[Stored data]
☆ ☆ ☆

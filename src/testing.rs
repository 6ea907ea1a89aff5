//! Test doubles for the seams between the stages and the outside world.

use std::collections::{HashMap, HashSet};
use std::sync::Mutex;
use std::sync::atomic::{self, AtomicUsize};

use bancho::GameMode;

use crate::database::{DatabaseError, DatabaseResult};
use crate::ids::{MapId, ScoreId};
use crate::leaderboard::{CacheError, Entry, LeaderboardSink};
use crate::performance::{PerformanceCalculator, PlayInput, Source};
use crate::recalc::PerformanceSink;

#[derive(Debug, Display, Error)]
#[display("the engine gave up on score {_0}")]
pub(crate) struct FakeError(#[error(not(source))] pub(crate) ScoreId);

/// Returns a fixed performance value per score.
#[derive(Debug, Default)]
pub(crate) struct FakeCalculator
{
	pub(crate) values: HashMap<ScoreId, f64>,
	pub(crate) missing_maps: HashSet<MapId>,
	pub(crate) failing_scores: HashSet<ScoreId>,
	pub(crate) from_beatmap: AtomicUsize,
	pub(crate) from_attributes: AtomicUsize,
}

impl FakeCalculator
{
	pub(crate) fn with_values(values: impl IntoIterator<Item = (u64, f64)>) -> Self
	{
		Self {
			values: values
				.into_iter()
				.map(|(id, pp)| (ScoreId::from(id), pp))
				.collect(),
			..Default::default()
		}
	}
}

impl PerformanceCalculator for FakeCalculator
{
	type Beatmap = MapId;
	type Attributes = f64;
	type Error = FakeError;

	fn load(&self, map_id: MapId, _map_md5: &str) -> Result<Option<Self::Beatmap>, Self::Error>
	{
		Ok((!self.missing_maps.contains(&map_id)).then_some(map_id))
	}

	fn calculate(
		&self,
		source: Source<'_, Self::Beatmap, Self::Attributes>,
		_mode: GameMode,
		play: &PlayInput,
	) -> Result<Self::Attributes, Self::Error>
	{
		match source {
			Source::Beatmap(_) => self.from_beatmap.fetch_add(1, atomic::Ordering::SeqCst),
			Source::Attributes(_) => self.from_attributes.fetch_add(1, atomic::Ordering::SeqCst),
		};

		if self.failing_scores.contains(&play.id) {
			return Err(FakeError(play.id));
		}

		Ok(self.values.get(&play.id).copied().unwrap_or_default())
	}

	fn performance(attributes: &Self::Attributes) -> f64
	{
		*attributes
	}
}

/// Records every batch it receives.
#[derive(Debug, Default)]
pub(crate) struct RecordingSink
{
	pub(crate) batches: Mutex<Vec<Vec<(ScoreId, f64)>>>,
	pub(crate) fail_on: HashSet<ScoreId>,
}

impl RecordingSink
{
	pub(crate) fn batches(&self) -> Vec<Vec<(ScoreId, f64)>>
	{
		let mut batches = self.batches.lock().unwrap().clone();
		batches.sort_by_key(|batch| batch.first().map(|&(id, _)| id));
		batches
	}
}

impl PerformanceSink for RecordingSink
{
	async fn write(&self, performance: &[(ScoreId, f64)]) -> DatabaseResult<u64>
	{
		if performance.iter().any(|(id, _)| self.fail_on.contains(id)) {
			return Err(DatabaseError::from(sqlx::Error::RowNotFound));
		}

		self.batches.lock().unwrap().push(performance.to_vec());

		Ok(performance.len() as u64)
	}
}

/// Records every leaderboard entry it receives.
#[derive(Debug, Default)]
pub(crate) struct RecordingLeaderboard
{
	pub(crate) batches: Vec<Vec<Entry>>,
}

impl LeaderboardSink for RecordingLeaderboard
{
	async fn publish(&mut self, entries: &[Entry]) -> Result<(), CacheError>
	{
		self.batches.push(entries.to_vec());
		Ok(())
	}
}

☆ ☆ ☆

Go through the records and set each one down again, unchanged.

filename src/testing.rs
repository 6ea907ea1a89aff5
//! Test doubles for the seams between the stages and the outside world.

use std::collections::{HashMap, HashSet};
use std::sync::Mutex;
use std::sync::atomic::{self, AtomicUsize};

use bancho::GameMode;

use crate::database::{DatabaseError, DatabaseResult};
use crate::ids::{MapId, ScoreId};
use crate::leaderboard::{CacheError, Entry, LeaderboardSink};
use crate::performance::{PerformanceCalculator, PlayInput, Source};
use crate::recalc::PerformanceSink;

#[derive(Debug, Display, Error)]
#[display("the engine gave up on score {_0}")]
pub(crate) struct FakeError(#[error(not(source))] pub(crate) ScoreId);

/// Returns a fixed performance value per score.
#[derive(Debug, Default)]
pub(crate) struct FakeCalculator
{
	pub(crate) values: HashMap<ScoreId, f64>,
	pub(crate) missing_maps: HashSet<MapId>,
	pub(crate) failing_scores: HashSet<ScoreId>,
	pub(crate) from_beatmap: AtomicUsize,
	pub(crate) from_attributes: AtomicUsize,
}

impl FakeCalculator
{
	pub(crate) fn with_values(values: impl IntoIterator<Item = (u64, f64)>) -> Self
	{
		Self {
			values: values
				.into_iter()
				.map(|(id, pp)| (ScoreId::from(id), pp))
				.collect(),
			..Default::default()
		}
	}
}

impl PerformanceCalculator for FakeCalculator
{
	type Beatmap = MapId;
	type Attributes = f64;
	type Error = FakeError;

	fn load(&self, map_id: MapId, _map_md5: &str) -> Result<Option<Self::Beatmap>, Self::Error>
	{
		Ok((!self.missing_maps.contains(&map_id)).then_some(map_id))
	}

	fn calculate(
		&self,
		source: Source<'_, Self::Beatmap, Self::Attributes>,
		_mode: GameMode,
		play: &PlayInput,
	) -> Result<Self::Attributes, Self::Error>
	{
		match source {
			Source::Beatmap(_) => self.from_beatmap.fetch_add(1, atomic::Ordering::SeqCst),
			Source::Attributes(_) => self.from_attributes.fetch_add(1, atomic::Ordering::SeqCst),
		};

		if self.failing_scores.contains(&play.id) {
			return Err(FakeError(play.id));
		}

		Ok(self.values.get(&play.id).copied().unwrap_or_default())
	}

	fn performance(attributes: &Self::Attributes) -> f64
	{
		*attributes
	}
}

/// Records every batch it receives.
#[derive(Debug, Default)]
pub(crate) struct RecordingSink
{
	pub(crate) batches: Mutex<Vec<Vec<(ScoreId, f64)>>>,
	pub(crate) fail_on: HashSet<ScoreId>,
}

impl RecordingSink
{
	pub(crate) fn batches(&self) -> Vec<Vec<(ScoreId, f64)>>
	{
		let mut batches = self.batches.lock().unwrap().clone();
		batches.sort_by_key(|batch| batch.first().map(|&(id, _)| id));
		batches
	}
}

impl PerformanceSink for RecordingSink
{
	async fn write(&self, performance: &[(ScoreId, f64)]) -> DatabaseResult<u64>
	{
		if performance.iter().any(|(id, _)| self.fail_on.contains(id)) {
			return Err(DatabaseError::from(sqlx::Error::RowNotFound));
		}

		self.batches.lock().unwrap().push(performance.to_vec());

		Ok(performance.len() as u64)
	}
}

/// Records every leaderboard entry it receives.
#[derive(Debug, Default)]
pub(crate) struct RecordingLeaderboard
{
	pub(crate) batches: Vec<Vec<Entry>>,
}

impl LeaderboardSink for RecordingLeaderboard
{
	async fn publish(&mut self, entries: &[Entry]) -> Result<(), CacheError>
	{
		self.batches.push(entries.to_vec());
		Ok(())
	}
}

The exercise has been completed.